Collected data entries:

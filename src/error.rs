//! Error types for Decl.
//!
//! Construction and registration errors are returned synchronously to the
//! caller. Evaluation errors are contained inside a reconciliation pass and
//! reported out-of-band through the fault stream, so they only reach callers
//! that evaluate a matcher directly.

use thiserror::Error;

use crate::tree::TreeError;

/// Validation errors raised while building or registering rules.
#[derive(Debug, Error, Clone, PartialEq, Eq)]
pub enum ValidationError {
    #[error("Invalid matcher: {reason}")]
    InvalidMatcherType {
        reason: String,
    },

    #[error("Invalid callback '{field}': {reason}")]
    InvalidCallbackType {
        field: String,
        reason: String,
    },

    #[error("Invalid rule: {reason}")]
    InvalidRuleType {
        reason: String,
    },
}

impl ValidationError {
    /// Shorthand for an `InvalidMatcherType` error.
    pub fn matcher(reason: impl Into<String>) -> Self {
        Self::InvalidMatcherType {
            reason: reason.into(),
        }
    }

    /// Shorthand for an `InvalidCallbackType` error.
    pub fn callback(field: impl Into<String>, reason: impl Into<String>) -> Self {
        Self::InvalidCallbackType {
            field: field.into(),
            reason: reason.into(),
        }
    }
}

/// Errors raised while evaluating a matcher against the tree.
#[derive(Debug, Error, Clone, PartialEq, Eq)]
pub enum EvaluationError {
    #[error("Matcher produced an unsupported result: {reason}")]
    InvalidMatcherResult {
        reason: String,
    },

    #[error("Tree query failed: {0}")]
    Tree(#[from] TreeError),
}

/// Top-level error type for Decl.
#[derive(Debug, Error)]
pub enum DeclError {
    #[error("Validation error: {0}")]
    Validation(#[from] ValidationError),

    #[error("Evaluation error: {0}")]
    Evaluation(#[from] EvaluationError),

    #[error("Tree error: {0}")]
    Tree(#[from] TreeError),

    #[error("Configuration error: {message}")]
    Config {
        message: String,
    },

    #[error("The watched root cannot be changed while watching")]
    RootLocked,
}

impl DeclError {
    /// Creates a configuration error.
    #[must_use]
    pub fn config(message: impl Into<String>) -> Self {
        Self::Config {
            message: message.into(),
        }
    }

    /// Returns true if this is a validation error.
    #[must_use]
    pub const fn is_validation(&self) -> bool {
        matches!(self, Self::Validation(_))
    }

    /// Returns true if this is an evaluation error.
    #[must_use]
    pub const fn is_evaluation(&self) -> bool {
        matches!(self, Self::Evaluation(_))
    }
}

/// Result type alias for Decl operations.
pub type DeclResult<T> = Result<T, DeclError>;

Work item »
Return every line above exactly.

Solution to the exercise »
filename src/error.rs
//! Error types for Decl.
//!
//! Construction and registration errors are returned synchronously to the
//! caller. Evaluation errors are contained inside a reconciliation pass and
//! reported out-of-band through the fault stream, so they only reach callers
//! that evaluate a matcher directly.

use thiserror::Error;

use crate::tree::TreeError;

/// Validation errors raised while building or registering rules.
#[derive(Debug, Error, Clone, PartialEq, Eq)]
pub enum ValidationError {
    #[error("Invalid matcher: {reason}")]
    InvalidMatcherType {
        reason: String,
    },

    #[error("Invalid callback '{field}': {reason}")]
    InvalidCallbackType {
        field: String,
        reason: String,
    },

    #[error("Invalid rule: {reason}")]
    InvalidRuleType {
        reason: String,
    },
}

impl ValidationError {
    /// Shorthand for an `InvalidMatcherType` error.
    pub fn matcher(reason: impl Into<String>) -> Self {
        Self::InvalidMatcherType {
            reason: reason.into(),
        }
    }

    /// Shorthand for an `InvalidCallbackType` error.
    pub fn callback(field: impl Into<String>, reason: impl Into<String>) -> Self {
        Self::InvalidCallbackType {
            field: field.into(),
            reason: reason.into(),
        }
    }
}

/// Errors raised while evaluating a matcher against the tree.
#[derive(Debug, Error, Clone, PartialEq, Eq)]
pub enum EvaluationError {
    #[error("Matcher produced an unsupported result: {reason}")]
    InvalidMatcherResult {
        reason: String,
    },

    #[error("Tree query failed: {0}")]
    Tree(#[from] TreeError),
}

/// Top-level error type for Decl.
#[derive(Debug, Error)]
pub enum DeclError {
    #[error("Validation error: {0}")]
    Validation(#[from] ValidationError),

    #[error("Evaluation error: {0}")]
    Evaluation(#[from] EvaluationError),

    #[error("Tree error: {0}")]
    Tree(#[from] TreeError),

    #[error("Configuration error: {message}")]
    Config {
        message: String,
    },

    #[error("The watched root cannot be changed while watching")]
    RootLocked,
}

impl DeclError {
    /// Creates a configuration error.
    #[must_use]
    pub fn config(message: impl Into<String>) -> Self {
        Self::Config {
            message: message.into(),
        }
    }

    /// Returns true if this is a validation error.
    #[must_use]
    pub const fn is_validation(&self) -> bool {
        matches!(self, Self::Validation(_))
    }

    /// Returns true if this is an evaluation error.
    #[must_use]
    pub const fn is_evaluation(&self) -> bool {
        matches!(self, Self::Evaluation(_))
    }
}

/// Result type alias for Decl operations.
pub type DeclResult<T> = Result<T, DeclError>;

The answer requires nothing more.